Kristin remained leaning there, with her hands on the bier, for she did not have the strength to stand up. Inga pulled aside more of the shroud so the gash from the knife wound across his collar-bone was visible.
Then she turned to the people and said in a quavering voice, “I see that it’s a lie, what people say, that a dead man’s wounds will bleed if he’s touched by the one who caused his death. He’s colder now, my boy, and not as handsome as when you last met him down on the road. You don’t care to kiss him now, I see—but I’ve heard that you didn’t refuse his lips back then.”
“Inga,” said Lavrans, stepping forward, “have you lost your senses? What are you saying?”
“Oh, you’re all so grand over there at J?rundgaard—you were much too rich a man, Lavrans Bj?rgulfs?n, for my son to dare court your daughter with honor. And no doubt Kristin thought she was too good for him too. But she wasn’t too good to run after him on the road at night and dally with him in the thickets on the evening he left. Ask her yourself and we’ll see if she dares to deny it, as Arne lies here dead—she who has brought this upon us with her loose ways…”
Lavrans did not ask the question; instead he turned to Gyrd. “You must rein in your wife—she has taken leave of her senses.”
But Kristin raised her pale face and looked around in despair.
“I did go out to meet Arne on that last evening, because he asked me to do so. But nothing happened between us that was not proper.” And as she seemed to pull herself together and fully realize what was implied, she shouted loudly, “I don’t know what you mean, Inga. Are you defaming Arne as he lies here? Never did he try to entice or seduce me.”
But Inga laughed loudly.
“Arne? No, not Arne. But Bentein didn’t let you play with him that way. Ask Gunhild, Lavrans, who washed the filth off your daughter’s back, and ask any man who was in the men’s quarters at the bishop’s citadel on New Year’s Eve when Bentein ridiculed Arne for having let her go and then was made her fool. She let Bentein come under her fur as she walked home, and she tried to play the same game with him—”
Lavrans gripped Inga by the shoulder and pressed his hand against her mouth.
“Get her out of here, Gyrd. It’s shameful that you should talk this way before the body of this good boy. But even if all of your children lay here dead, I would not stand and listen to your lies about mine. And you, Gyrd, will have to answer for what this demented woman is saying.”

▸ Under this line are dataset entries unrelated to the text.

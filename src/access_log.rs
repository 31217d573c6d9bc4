//! Per-request access logging on top of `tower_http::trace`.

use std::net::SocketAddr;

use axum::body::Body;
use axum::extract::ConnectInfo;
use axum::http::Request;
use tower_http::classify::{ServerErrorsAsFailures, SharedClassifier};
use tower_http::trace::{DefaultOnResponse, TraceLayer};
use tower_http::LatencyUnit;
use tracing::{info_span, Level, Span};

pub type AccessLogLayer = TraceLayer<
    SharedClassifier<ServerErrorsAsFailures>,
    fn(&Request<Body>) -> Span,
    tower_http::trace::DefaultOnRequest,
    DefaultOnResponse,
>;

/// Trace every request with client address, method, path, status and latency.
pub fn layer() -> AccessLogLayer {
    TraceLayer::new_for_http()
        .make_span_with(make_span as fn(&Request<Body>) -> Span)
        .on_response(
            DefaultOnResponse::new()
                .level(Level::INFO)
                .latency_unit(LatencyUnit::Millis),
        )
}

fn make_span(request: &Request<Body>) -> Span {
    info_span!(
        "request",
        client_ip = %client_ip(request),
        method = %request.method(),
        path = %request.uri().path()
    )
}

/// First `X-Forwarded-For` hop, else the peer address, else "unknown".
pub fn client_ip<B>(request: &Request<B>) -> String {
    let forwarded = request
        .headers()
        .get("x-forwarded-for")
        .and_then(|value| value.to_str().ok())
        .and_then(|value| value.split(',').next())
        .map(str::trim)
        .filter(|value| !value.is_empty());

    if let Some(ip) = forwarded {
        return ip.to_owned();
    }

    request
        .extensions()
        .get::<ConnectInfo<SocketAddr>>()
        .map(|ConnectInfo(addr)| addr.ip().to_string())
        .unwrap_or_else(|| "unknown".to_owned())
}
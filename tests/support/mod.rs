//! Shared integration-test server bootstrap helpers.
#![allow(dead_code)]

use axum_test::TestServer;
use pasty::commands::serve;
use pasty::config::Config;
use pasty::App;
use tempfile::TempDir;

pub const ADMIN_USERNAME: &str = "admin";
pub const ADMIN_PASSWORD: &str = "correct horse";

pub fn test_config(dir: &TempDir) -> Config {
    let mut config = Config::default();
    config.database.url = format!(
        "sqlite://{}?mode=rwc",
        dir.path().join("test.db").display()
    );
    config.database.max_connections = 1;
    config.limits.max_upload_size = 64 * 1024;
    config.admin.username = Some(ADMIN_USERNAME.to_owned());
    config.admin.password = Some(ADMIN_PASSWORD.to_owned());
    config
}

pub async fn setup_test_server() -> (TestServer, TempDir) {
    let dir = TempDir::new().expect("temp dir");
    let app = App::connect(test_config(&dir)).await.expect("connect");
    let router = serve::router(app).expect("router");
    let server = TestServer::new(router.into_make_service()).expect("server");
    (server, dir)
}
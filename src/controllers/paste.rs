use chrono::{Duration, Utc};

use crate::models::{Paste, PasteSummary, DEFAULT_LANGUAGE};
use crate::types::api::CreatePaste;
use crate::{ids, ApiError, App};

pub const MAX_TITLE_LENGTH: usize = 255;
pub const MAX_LANGUAGE_LENGTH: usize = 50;

/// A century, well inside what `chrono` can represent.
pub const MAX_EXPIRES_IN_MINUTES: i64 = 60 * 24 * 365 * 100;

pub const DEFAULT_LIST_LIMIT: i64 = 10;
pub const MAX_LIST_LIMIT: i64 = 100;

pub async fn create(app: &App, request: CreatePaste) -> crate::ApiResult<Paste> {
    let content = request
        .content
        .ok_or_else(|| ApiError::InvalidInput("content is required".into()))?;

    if let Some(title) = &request.title {
        if title.chars().count() > MAX_TITLE_LENGTH {
            return Err(ApiError::InvalidInput(format!(
                "title must be at most {MAX_TITLE_LENGTH} characters"
            )));
        }
    }

    let language = request
        .language
        .unwrap_or_else(|| DEFAULT_LANGUAGE.to_owned());
    if language.chars().count() > MAX_LANGUAGE_LENGTH {
        return Err(ApiError::InvalidInput(format!(
            "language must be at most {MAX_LANGUAGE_LENGTH} characters"
        )));
    }

    if let Some(minutes) = request.expires_in {
        if minutes.abs() > MAX_EXPIRES_IN_MINUTES {
            return Err(ApiError::InvalidInput(format!(
                "expires_in must be within {MAX_EXPIRES_IN_MINUTES} minutes"
            )));
        }
    }

    let created_at = Utc::now();
    // zero means "never", same as leaving it out
    let expires_at = match request.expires_in {
        Some(0) | None => None,
        Some(minutes) => Some(created_at + Duration::minutes(minutes)),
    };

    let paste = Paste {
        id: ids::generate_unique_id(&app.database, app.config.limits.id_length).await?,
        title: request.title,
        content,
        language,
        created_at,
        expires_at,
        views: 0,
        secret_key: ids::generate_secret_key(),
    };

    app.database.insert_paste(&paste).await?;

    Ok(paste)
}

pub async fn view(app: &App, id: &str) -> crate::ApiResult<Paste> {
    app.database.view_paste(id, Utc::now()).await
}

pub async fn list(app: &App, limit: Option<i64>) -> crate::ApiResult<Vec<PasteSummary>> {
    let limit = limit
        .unwrap_or(DEFAULT_LIST_LIMIT)
        .clamp(1, MAX_LIST_LIMIT);

    let now = Utc::now();
    app.database.purge_expired(now).await?;
    app.database.list_pastes(now, limit).await
}

pub async fn delete(app: &App, id: &str, secret_key: &str) -> crate::ApiResult<()> {
    app.database
        .delete_paste_with_key(id, secret_key, Utc::now())
        .await
}

/// Delete every expired paste, returning how many were removed.
pub async fn purge_expired(app: &App) -> crate::ApiResult<u64> {
    app.database.purge_expired(Utc::now()).await
}
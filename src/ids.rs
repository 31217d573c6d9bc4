use rand::distributions::Alphanumeric;
use rand::rngs::OsRng;
use rand::seq::SliceRandom;
use rand::Rng;

use crate::db::Database;

/// URL-safe base64 alphabet used for secret keys.
const SECRET_KEY_ALPHABET: &[u8] =
    b"ABCDEFGHIJKLMNOPQRSTUVWXYZabcdefghijklmnopqrstuvwxyz0123456789-_";

/// 43 symbols of 6 bits each, matching a 32-byte url-safe token.
pub const SECRET_KEY_LENGTH: usize = 43;

/// Generate a random alphanumeric id.
pub fn generate_id(length: usize) -> String {
    OsRng
        .sample_iter(&Alphanumeric)
        .take(length)
        .map(char::from)
        .collect()
}

/// Generate an id that no stored paste is using yet.
pub async fn generate_unique_id(db: &Database, length: usize) -> crate::ApiResult<String> {
    loop {
        let id = generate_id(length);
        if !db.paste_exists(&id).await? {
            return Ok(id);
        }
    }
}

/// Generate the secret key that authorizes deleting a paste.
pub fn generate_secret_key() -> String {
    let mut rng = OsRng;
    (0..SECRET_KEY_LENGTH)
        .filter_map(|_| SECRET_KEY_ALPHABET.choose(&mut rng))
        .map(|&b| char::from(b))
        .collect()
}
//! Integration tests for the session-guarded admin API.

mod support;

use axum::http::{HeaderName, HeaderValue, StatusCode};
use axum_test::TestServer;
use serde_json::{json, Value};
use support::{setup_test_server, ADMIN_PASSWORD, ADMIN_USERNAME};

/// Log in and return the `Cookie` header value for the new session.
async fn login(server: &TestServer) -> HeaderValue {
    let response = server
        .post("/admin/login")
        .json(&json!({ "username": ADMIN_USERNAME, "password": ADMIN_PASSWORD }))
        .await;
    assert_eq!(response.status_code(), StatusCode::OK);

    let set_cookie = response.header("set-cookie");
    let set_cookie = set_cookie.to_str().unwrap();
    assert!(set_cookie.contains("HttpOnly"));
    let pair = set_cookie.split(';').next().unwrap();
    HeaderValue::from_str(pair).unwrap()
}

fn cookie() -> HeaderName {
    HeaderName::from_static("cookie")
}

async fn create(server: &TestServer, body: Value) -> Value {
    server.post("/api/pastes").json(&body).await.json()
}

#[tokio::test]
async fn test_admin_requires_session() {
    let (server, _dir) = setup_test_server().await;

    for path in ["/admin/pastes", "/admin/stats", "/admin/pastes/abc"] {
        let response = server.get(path).expect_failure().await;
        assert_eq!(response.status_code(), StatusCode::UNAUTHORIZED, "{path}");
    }

    let forged = server
        .get("/admin/pastes")
        .add_header(cookie(), HeaderValue::from_static("pasty_admin=forged"))
        .expect_failure()
        .await;
    assert_eq!(forged.status_code(), StatusCode::UNAUTHORIZED);
}

#[tokio::test]
async fn test_admin_login_rejects_bad_credentials() {
    let (server, _dir) = setup_test_server().await;
    let response = server
        .post("/admin/login")
        .json(&json!({ "username": ADMIN_USERNAME, "password": "nope" }))
        .expect_failure()
        .await;
    assert_eq!(response.status_code(), StatusCode::UNAUTHORIZED);
}

#[tokio::test]
async fn test_admin_search_sort_and_delete() {
    let (server, _dir) = setup_test_server().await;
    let session = login(&server).await;

    let first = create(&server, json!({ "title": "shopping list", "content": "eggs" })).await;
    let second = create(&server, json!({ "title": "notes", "content": "buy EGGS too" })).await;
    let third = create(&server, json!({ "title": "other", "content": "nothing" })).await;

    // give the third paste some views
    for _ in 0..3 {
        server
            .get(&format!("/api/pastes/{}", third["id"].as_str().unwrap()))
            .await;
    }

    let all: Vec<Value> = server
        .get("/admin/pastes")
        .add_header(cookie(), session.clone())
        .await
        .json();
    let ids: Vec<&Value> = all.iter().map(|p| &p["id"]).collect();
    assert_eq!(ids, [&third["id"], &second["id"], &first["id"]]);
    assert!(all[0].get("expires_at").is_some());

    let found: Vec<Value> = server
        .get("/admin/pastes")
        .add_query_param("search", "eggs")
        .add_header(cookie(), session.clone())
        .await
        .json();
    assert_eq!(found.len(), 2);

    let by_views: Vec<Value> = server
        .get("/admin/pastes")
        .add_query_param("sort", "views")
        .add_query_param("order", "desc")
        .add_query_param("limit", 1)
        .add_header(cookie(), session.clone())
        .await
        .json();
    assert_eq!(by_views.len(), 1);
    assert_eq!(by_views[0]["id"], third["id"]);
    assert_eq!(by_views[0]["views"], 3);

    let detail: Value = server
        .get(&format!("/admin/pastes/{}", first["id"].as_str().unwrap()))
        .add_header(cookie(), session.clone())
        .await
        .json();
    assert_eq!(detail["secret_key"], first["secret_key"]);
    assert_eq!(detail["views"], 0);

    let deleted = server
        .delete(&format!("/admin/pastes/{}", first["id"].as_str().unwrap()))
        .add_header(cookie(), session.clone())
        .await;
    assert_eq!(deleted.status_code(), StatusCode::OK);

    let gone = server
        .get(&format!("/api/pastes/{}", first["id"].as_str().unwrap()))
        .expect_failure()
        .await;
    assert_eq!(gone.status_code(), StatusCode::NOT_FOUND);

    let missing = server
        .delete("/admin/pastes/doesnotexist")
        .add_header(cookie(), session)
        .expect_failure()
        .await;
    assert_eq!(missing.status_code(), StatusCode::NOT_FOUND);
}

#[tokio::test]
async fn test_admin_lists_expired_pastes() {
    let (server, _dir) = setup_test_server().await;
    let session = login(&server).await;

    let expired = create(&server, json!({ "content": "old", "expires_in": -1 })).await;

    let all: Vec<Value> = server
        .get("/admin/pastes")
        .add_header(cookie(), session)
        .await
        .json();
    assert_eq!(all.len(), 1);
    assert_eq!(all[0]["id"], expired["id"]);
}

#[tokio::test]
async fn test_admin_stats_and_logout() {
    let (server, _dir) = setup_test_server().await;
    let session = login(&server).await;

    server.post("/api/stats/visits").await;

    let stats: Value = server
        .get("/admin/stats")
        .add_header(cookie(), session.clone())
        .await
        .json();
    assert_eq!(stats["visit_count"], 1);

    let logout = server
        .post("/admin/logout")
        .add_header(cookie(), session.clone())
        .await;
    assert_eq!(logout.status_code(), StatusCode::OK);

    let after = server
        .get("/admin/stats")
        .add_header(cookie(), session)
        .expect_failure()
        .await;
    assert_eq!(after.status_code(), StatusCode::UNAUTHORIZED);
}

Gyrd took hold of his wife to lead her away, but he said to Lavrans, “It’s true that Arne and Bentein were talking about Kristin when my son lost his life. It’s understandable that you may not have heard it, but there has been talk here in the village this fall. . . .”

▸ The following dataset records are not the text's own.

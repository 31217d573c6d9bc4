//! A small pastebin: text pastes with random ids, secret delete keys, lazy
//! expiry and a site-wide visit counter.

use anyhow::Context;
use axum::extract::FromRef;

pub mod access_log;
pub mod admin;
pub mod commands;
pub mod config;
pub mod controllers;
pub mod db;
pub mod extract;
pub mod ids;
pub mod models;
pub mod types;

mod error;
pub use error::{ApiError, ApiResult};

use admin::AdminSessions;
use config::Config;
use db::Database;

/// Shared state handed to every request handler and command.
#[derive(Clone, FromRef)]
pub struct App {
    pub config: Config,
    pub database: Database,
    pub sessions: AdminSessions,
}

impl App {
    /// Connect to the configured database and make sure the schema exists.
    pub async fn connect(config: Config) -> anyhow::Result<Self> {
        config.validate().context("invalid config")?;

        let database = Database::connect(&config.database.url, config.database.max_connections)
            .await
            .context("failed to connect to database")?;
        database
            .migrate()
            .await
            .context("failed to set up database schema")?;

        Ok(App {
            config,
            database,
            sessions: AdminSessions::default(),
        })
    }
}

#[cfg(test)]
pub(crate) mod tests {
    use tempfile::TempDir;

    use super::*;

    pub(crate) async fn test_app() -> (App, TempDir) {
        test_app_with_pool(1).await
    }

    pub(crate) async fn test_app_with_pool(max_connections: u32) -> (App, TempDir) {
        let dir = TempDir::new().unwrap();
        let app = App::connect(test_config(&dir, max_connections))
            .await
            .unwrap();
        (app, dir)
    }

    fn test_config(dir: &TempDir, max_connections: u32) -> Config {
        let mut config = Config::default();
        config.database.url = format!("sqlite://{}?mode=rwc", dir.path().join("test.db").display());
        config.database.max_connections = max_connections;
        config
    }

    #[tokio::test]
    async fn connect_refuses_empty_ids() {
        let dir = TempDir::new().unwrap();
        let mut config = test_config(&dir, 1);
        config.limits.id_length = 0;
        assert!(App::connect(config).await.is_err());
    }
}
pub mod purge_expired;
pub mod serve;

Simon slammed his sword into the nearest clothes chest.
“No, good folks, now you will have to find something other than my betrothed to talk about in this death chamber. Priest, can’t you harness these people so that everything proceeds according to custom?”

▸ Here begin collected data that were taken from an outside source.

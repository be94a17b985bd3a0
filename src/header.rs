//! Raw tar header block access.
//!
//! A tar archive is a sequence of 512-byte blocks. Every entry starts with a
//! header block; the fields are ASCII octal numbers or null-terminated
//! strings at fixed offsets:
//!
//! | Offset | Size | Field     | Description                              |
//! |--------|------|-----------|------------------------------------------|
//! | 0      | 100  | name      | Entry path (null-terminated if < 100)    |
//! | 100    | 8    | mode      | File mode in octal ASCII                 |
//! | 108    | 8    | uid       | Owner user ID in octal ASCII             |
//! | 116    | 8    | gid       | Owner group ID in octal ASCII            |
//! | 124    | 12   | size      | Data section length in octal ASCII       |
//! | 136    | 12   | mtime     | Modification time (Unix epoch, octal)    |
//! | 148    | 8    | checksum  | Header checksum in octal ASCII           |
//! | 156    | 1    | typeflag  | Entry type (see [`TypeFlag`])            |
//! | 157    | 100  | linkname  | Link target for hard/symbolic links      |
//! | 257    | 6    | magic     | "ustar\0" (UStar) or "ustar " (GNU)      |
//! | 263    | 2    | version   | "00" (UStar) or " \0" (GNU)              |
//! | 345    | 155  | prefix    | UStar path prefix for long names         |
//!
//! The checksum is validated on every block; the magic/version field is
//! intentionally NOT validated because several "ustar"-family variants are
//! valid in practice. The UStar prefix is only honored when the UStar magic
//! is present, since GNU tar reuses those bytes for other fields.

use std::fmt;

use thiserror::Error;
use zerocopy::{FromBytes, Immutable, IntoBytes, KnownLayout};

/// Size of a tar block in bytes. Headers and data padding are block-sized.
pub const BLOCK_SIZE: usize = 512;

/// Magic string for UStar format headers ("ustar\0").
pub const USTAR_MAGIC: &[u8; 6] = b"ustar\0";

/// Magic string for GNU tar format headers ("ustar ").
pub const GNU_MAGIC: &[u8; 6] = b"ustar ";

/// Errors that can occur when decoding a single header block.
#[derive(Debug, Error)]
pub enum HeaderError {
    /// An octal field contains invalid characters.
    #[error("invalid octal field: {0:?}")]
    InvalidOctal(Vec<u8>),

    /// The header checksum does not match the computed value.
    #[error("checksum mismatch: stored {stored}, computed {computed}")]
    ChecksumMismatch {
        /// The checksum value stored in the header.
        stored: u64,
        /// The checksum computed from the header bytes.
        computed: u64,
    },
}

/// Result type for header decoding operations.
pub type Result<T> = std::result::Result<T, HeaderError>;

/// Raw 512-byte tar header block.
#[derive(Clone, Copy, FromBytes, IntoBytes, Immutable, KnownLayout)]
#[repr(C)]
pub struct RawHeader {
    /// The raw header bytes.
    pub bytes: [u8; BLOCK_SIZE],
}

impl Default for RawHeader {
    fn default() -> Self {
        Self {
            bytes: [0u8; BLOCK_SIZE],
        }
    }
}

impl fmt::Debug for RawHeader {
    fn fmt(&self, f: &mut fmt::Formatter<'_>) -> fmt::Result {
        f.debug_struct("RawHeader")
            .field("name", &truncate_null(&self.bytes[0..100]))
            .finish_non_exhaustive()
    }
}

/// Entry type flag stored at offset 156.
///
/// Exactly the values needed to round-trip Windows container layer archives
/// are distinguished; everything else lands in [`TypeFlag::Other`] and is
/// skipped by the reader rather than rejected.
#[derive(Clone, Copy, Debug, PartialEq, Eq, Hash)]
pub enum TypeFlag {
    /// Regular file (type '0').
    RegularFile,
    /// Regular file, legacy pre-POSIX encoding (type '\0').
    OldNormal,
    /// Hard link to another entry in the archive (type '1').
    HardLink,
    /// Symbolic link (type '2').
    Symlink,
    /// Directory (type '5').
    Directory,
    /// GNU long-name extension carrying the next entry's path (type 'L').
    GnuLongName,
    /// GNU volume header (type 'V').
    GnuVolumeHeader,
    /// POSIX global extended header (type 'g').
    PosixGlobalHeader,
    /// POSIX extended (local) header, aka PAX (type 'x').
    PosixExtendedHeader,
    /// Any other type flag. Skipped, not rejected.
    Other(u8),
}

impl TypeFlag {
    /// Decode a type flag from its raw byte value.
    #[must_use]
    pub fn from_byte(byte: u8) -> Self {
        match byte {
            b'0' => TypeFlag::RegularFile,
            b'\0' => TypeFlag::OldNormal,
            b'1' => TypeFlag::HardLink,
            b'2' => TypeFlag::Symlink,
            b'5' => TypeFlag::Directory,
            b'L' => TypeFlag::GnuLongName,
            b'V' => TypeFlag::GnuVolumeHeader,
            b'g' => TypeFlag::PosixGlobalHeader,
            b'x' => TypeFlag::PosixExtendedHeader,
            other => TypeFlag::Other(other),
        }
    }

    /// Encode a type flag to its raw byte representation.
    #[must_use]
    pub fn to_byte(self) -> u8 {
        match self {
            TypeFlag::RegularFile => b'0',
            TypeFlag::OldNormal => b'\0',
            TypeFlag::HardLink => b'1',
            TypeFlag::Symlink => b'2',
            TypeFlag::Directory => b'5',
            TypeFlag::GnuLongName => b'L',
            TypeFlag::GnuVolumeHeader => b'V',
            TypeFlag::PosixGlobalHeader => b'g',
            TypeFlag::PosixExtendedHeader => b'x',
            TypeFlag::Other(b) => b,
        }
    }

    /// Returns true for the types the reader yields as entries:
    /// regular files (both encodings), hard links, symlinks, directories.
    #[must_use]
    pub fn is_supported(self) -> bool {
        matches!(
            self,
            TypeFlag::RegularFile
                | TypeFlag::OldNormal
                | TypeFlag::HardLink
                | TypeFlag::Symlink
                | TypeFlag::Directory
        )
    }

    /// Returns true for regular file entries (either encoding).
    #[must_use]
    pub fn is_file(self) -> bool {
        matches!(self, TypeFlag::RegularFile | TypeFlag::OldNormal)
    }

    /// Returns true for link-type entries (hard links and symlinks).
    #[must_use]
    pub fn is_link(self) -> bool {
        matches!(self, TypeFlag::HardLink | TypeFlag::Symlink)
    }
}

impl From<u8> for TypeFlag {
    fn from(byte: u8) -> Self {
        Self::from_byte(byte)
    }
}

/// High-level view of a raw header block with field accessors.
#[derive(Clone, Copy, FromBytes, Immutable, KnownLayout)]
#[repr(transparent)]
pub struct Header {
    raw: RawHeader,
}

impl Header {
    /// Create an all-zero header with UStar magic and version set.
    #[must_use]
    pub fn new_ustar() -> Self {
        let mut header = Self {
            raw: RawHeader::default(),
        };
        header.raw.bytes[257..263].copy_from_slice(USTAR_MAGIC);
        header.raw.bytes[263..265].copy_from_slice(b"00");
        header
    }

    /// View exactly 512 bytes as a header, without copying.
    #[must_use]
    pub fn from_bytes_exact(bytes: &[u8; BLOCK_SIZE]) -> &Header {
        let raw = RawHeader::ref_from_bytes(bytes).expect("size is correct");
        zerocopy::transmute_ref!(raw)
    }

    /// Get a reference to the underlying bytes.
    #[must_use]
    pub fn as_bytes(&self) -> &[u8; BLOCK_SIZE] {
        &self.raw.bytes
    }

    /// Get a mutable reference to the underlying bytes.
    pub fn as_mut_bytes(&mut self) -> &mut [u8; BLOCK_SIZE] {
        &mut self.raw.bytes
    }

    /// Check if this header uses the UStar format.
    #[must_use]
    pub fn is_ustar(&self) -> bool {
        self.raw.bytes[257..263] == *USTAR_MAGIC
    }

    /// Check if this header uses the GNU tar format.
    #[must_use]
    pub fn is_gnu(&self) -> bool {
        self.raw.bytes[257..263] == *GNU_MAGIC
    }

    /// Get the entry type flag.
    #[must_use]
    pub fn type_flag(&self) -> TypeFlag {
        TypeFlag::from_byte(self.raw.bytes[156])
    }

    /// Get the data section length in bytes.
    ///
    /// # Errors
    ///
    /// Returns [`HeaderError::InvalidOctal`] if the size field is not valid.
    pub fn entry_size(&self) -> Result<u64> {
        parse_numeric(&self.raw.bytes[124..136])
    }

    /// Get the raw path bytes (name field only, null-truncated).
    #[must_use]
    pub fn name_bytes(&self) -> &[u8] {
        truncate_null(&self.raw.bytes[0..100])
    }

    /// Get the raw link target bytes (null-truncated).
    #[must_use]
    pub fn link_name_bytes(&self) -> &[u8] {
        truncate_null(&self.raw.bytes[157..257])
    }

    /// Get the UStar prefix field for long paths.
    ///
    /// Returns `None` unless the UStar magic is present: GNU tar reuses
    /// these bytes for atime/ctime/sparse fields.
    #[must_use]
    pub fn prefix_bytes(&self) -> Option<&[u8]> {
        if !self.is_ustar() {
            return None;
        }
        Some(truncate_null(&self.raw.bytes[345..500]))
    }

    /// Verify the header checksum.
    ///
    /// # Errors
    ///
    /// Returns [`HeaderError::ChecksumMismatch`] if the checksum is wrong,
    /// or [`HeaderError::InvalidOctal`] if the stored value cannot be parsed.
    pub fn verify_checksum(&self) -> Result<()> {
        let stored = parse_octal(&self.raw.bytes[148..156])?;
        let computed = self.compute_checksum();
        if stored == computed {
            Ok(())
        } else {
            Err(HeaderError::ChecksumMismatch { stored, computed })
        }
    }

    /// Compute the header checksum: the unsigned sum of all header bytes
    /// with the checksum field itself (bytes 148..156) treated as spaces.
    #[must_use]
    pub fn compute_checksum(&self) -> u64 {
        let mut sum: u64 = 0;
        for (i, &byte) in self.raw.bytes.iter().enumerate() {
            if (148..156).contains(&i) {
                sum += u64::from(b' ');
            } else {
                sum += u64::from(byte);
            }
        }
        sum
    }

    /// Check if this block is all zeros.
    ///
    /// Two consecutive zero blocks mark the end of the archive.
    #[must_use]
    pub fn is_zero_block(&self) -> bool {
        self.raw.bytes.iter().all(|&b| b == 0)
    }
}

impl fmt::Debug for Header {
    fn fmt(&self, f: &mut fmt::Formatter<'_>) -> fmt::Result {
        f.debug_struct("Header")
            .field("name", &String::from_utf8_lossy(self.name_bytes()))
            .field("type_flag", &self.type_flag())
            .field("size", &self.entry_size().ok())
            .field("is_ustar", &self.is_ustar())
            .finish()
    }
}

/// Parse an octal ASCII field into a u64.
///
/// Octal fields are ASCII strings with optional leading spaces and trailing
/// spaces or null bytes, e.g. `"0000644\0"` -> 420.
///
/// # Errors
///
/// Returns [`HeaderError::InvalidOctal`] on characters other than spaces,
/// digits 0-7, or null bytes.
pub fn parse_octal(bytes: &[u8]) -> Result<u64> {
    let start = bytes.iter().position(|&b| b != b' ').unwrap_or(bytes.len());
    let end = bytes[start..]
        .iter()
        .position(|&b| b == b' ' || b == b'\0')
        .map_or(bytes.len(), |i| start + i);

    let trimmed = &bytes[start..end];

    if trimmed.is_empty() {
        return Ok(0);
    }

    let mut value: u64 = 0;
    for &byte in trimmed {
        if !byte.is_ascii_digit() || byte > b'7' {
            return Err(HeaderError::InvalidOctal(bytes.to_vec()));
        }
        value = value
            .checked_mul(8)
            .and_then(|v| v.checked_add(u64::from(byte - b'0')))
            .ok_or_else(|| HeaderError::InvalidOctal(bytes.to_vec()))?;
    }

    Ok(value)
}

/// Parse a numeric field that may be octal ASCII or GNU base-256 encoded.
///
/// When the high bit of the first byte is set, the value is big-endian
/// binary in the remaining bits; Windows layer archives use this for entries
/// too large for the 11-digit octal field.
///
/// # Errors
///
/// Returns [`HeaderError::InvalidOctal`] if parsing fails or overflows.
pub fn parse_numeric(bytes: &[u8]) -> Result<u64> {
    if bytes.is_empty() {
        return Ok(0);
    }

    if bytes[0] & 0x80 != 0 {
        let mut value: u64 = 0;
        for (i, &byte) in bytes.iter().enumerate() {
            let b = if i == 0 { byte & 0x7f } else { byte };
            value = value
                .checked_shl(8)
                .and_then(|v| v.checked_add(u64::from(b)))
                .ok_or_else(|| HeaderError::InvalidOctal(bytes.to_vec()))?;
        }
        Ok(value)
    } else {
        parse_octal(bytes)
    }
}

/// Truncate a byte slice at the first null byte.
///
/// Used to extract null-terminated strings from fixed-size fields. If no
/// null byte is found, the entire slice is returned.
#[must_use]
pub fn truncate_null(bytes: &[u8]) -> &[u8] {
    match bytes.iter().position(|&b| b == 0) {
        Some(pos) => &bytes[..pos],
        None => bytes,
    }
}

The priest—Kristin now saw that he was the youngest son from Ulvsvold who had been home for Christmas—opened his book and took up his position next to the bier. But Lavrans shouted that those who had spoken of his daughter, whoever they might be, would have to eat their words.
And then Inga screamed, “Go ahead and take my life, Lavrans, just as she has taken all my solace and joy—and celebrate her marriage to this son of a knight, and yet everyone will know that she was married to Bentein on the road. Here—” And she threw the sheet that Lavrans had given her across the bier to Kristin. “I don’t need Ragnfrid’s linen to wrap around Arne for burial. Make yourself a kerchief out of it, or keep it to swaddle your wayside bastard—and go over to help Gunhild mourn for the hanged man.”
Lavrans, Gyrd, and the priest all seized hold of Inga. Simon tried to lift up Kristin, who was lying across the bier. But she vehemently shook off his hand, and then, still on her knees, she straightened up and shouted loudly, “May God my Savior help me, that is a lie!”
She put out her hand and held it over the nearest candle on the bier.
It looked as if the flame wavered and moved aside. Kristin felt everyone’s eyes upon her—for a very long time, it seemed. Then she suddenly noticed a searing pain in her palm, and with a piercing shriek she collapsed onto the floor.
She thought she had fainted, but she could feel Simon and the priest lifting her up. Inga screamed something. She saw her father’s horrified face and heard the priest shout that no one should consider it a true trial—this was not the way to ask God to bear witness—and then Simon carried Kristin out of the loft and down the stairs. Simon’s servant ran to the stable and a moment later Kristin, still only half conscious, was sitting on the front of Simon’s saddle, wrapped in his cape, as he rode down toward the village as fast as his horse could carry them.